Memory is full of pictures; events fade away, feelings die out, but so long as the heart keeps a sentiment or the brain holds an image, groups will start up from the past and bring back scenes which no effort of the mind can displace. It is strange, but such pictures are burned, as it were, upon the soul unawares, and often without any remarkable event which can be said to have impressed them there. You may have known a person all your life, yet remember him only as he was presented to you at some given moment. Whole years may pass in which you scarcely seem to have observed him; but at some one moment he comes out upon your recollection with all his features perfect and clearly cut as a cameo.
Of all the pictures burned in upon my life, that of Mr. Lee and his bride, as they stood up in that long drawing-room to be married, will be the last to die out from my mind. No bridesmaids were in attendance; no ushers coming and going drew attention from that noble couple. This was the picture,—a woman standing at the left hand of a tall, stately man. He was upright, firm, and self-poised as the pillar of some old Grecian temple. She drooped gently forward, her hands unconsciously clasped, the long black lashes sweeping her cheeks; a soft tremor, as of red rose-leaves stirred by the wind, passing over her lips; draperies of satin, glossy and white as crusted snow, fell around her; a garland of blush-roses crowned the braids of purplish-black hair thickly coiled around a most queenly head. Draperies of rich, warm crimson fell from the windows just behind them, and swept around the foot of a noble vase of Oriental alabaster, from which a tall crimson and purple fuchsia-tree dropped its profuse bells. Directly the clergyman, with a book in his hand, broke into the picture; but my mind rejects him and falls back upon the man, and the woman who stood with lovelight in her eyes and prayers at her heart, waiting to become his wife.

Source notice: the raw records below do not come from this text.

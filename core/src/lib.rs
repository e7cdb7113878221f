//! Attrition analytics engine.
//!
//! Turns a filtered collection of customer records into validated,
//! significance-checked, financially weighted churn metrics. Every stage
//! is a pure function of its inputs and an explicit configuration value.

pub mod aggregate;
pub mod concentration;
pub mod config;
pub mod engine;
pub mod error;
pub mod filter;
pub mod financial;
pub mod geo;
pub mod headline;
pub mod nps;
pub mod population;
pub mod priority;
pub mod record;
pub mod rng;
pub mod safe_math;
pub mod segment;
pub mod significance;
pub mod types;

pub use aggregate::{aggregate, BucketSummary};
pub use concentration::{concentration, ConcentrationResult};
pub use config::EngineConfig;
pub use engine::{AttritionEngine, AttritionReport};
pub use error::{AnalyticsError, AnalyticsResult};
pub use filter::{apply_filters, FilterCriteria};
pub use financial::{financial_impact, FinancialImpactEstimate, Roi};
pub use nps::{nps, NpsSummary};
pub use priority::{classify_priority, PriorityTier};
pub use record::{CustomerRecord, CustomerStatus};
pub use segment::{segment, SegmentSpec};
pub use significance::filter_significant;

There was great rejoicing after the picture was lost in a crowd of congratulating friends; music sent its soft reverberations out among the flowers, that gave back rich odors in return; for it was a lovely autumnal night, and the whole platform to which the windows opened was garlanded in with hot-house plants. I remember seeing groups of persons wandering about in the illuminated grounds. Their laughter reached me as I sat solitary and alone in the oriel window, over which lace curtains fell, and were kindled up like snow by the lights from without.
I was very sad that night, and felt the tears stealing slowly into my eyes. Every one was happy, but joy had forgotten to find me out. All at once the lace curtains were lifted softly and fell rustling down again. She had thought of me even in her happiest moments. Her arms were folded around me; her lips, warm with smiles, were pressed to my face.
"All alone and looking so sad! why will you not enjoy yourself like the rest?" she said.
"I am so young and so wicked," I answered, wiping the tears from my eyes.
"Wicked! oh, not that, only there is no one of your own age here; come out a little while; he has been asking for you."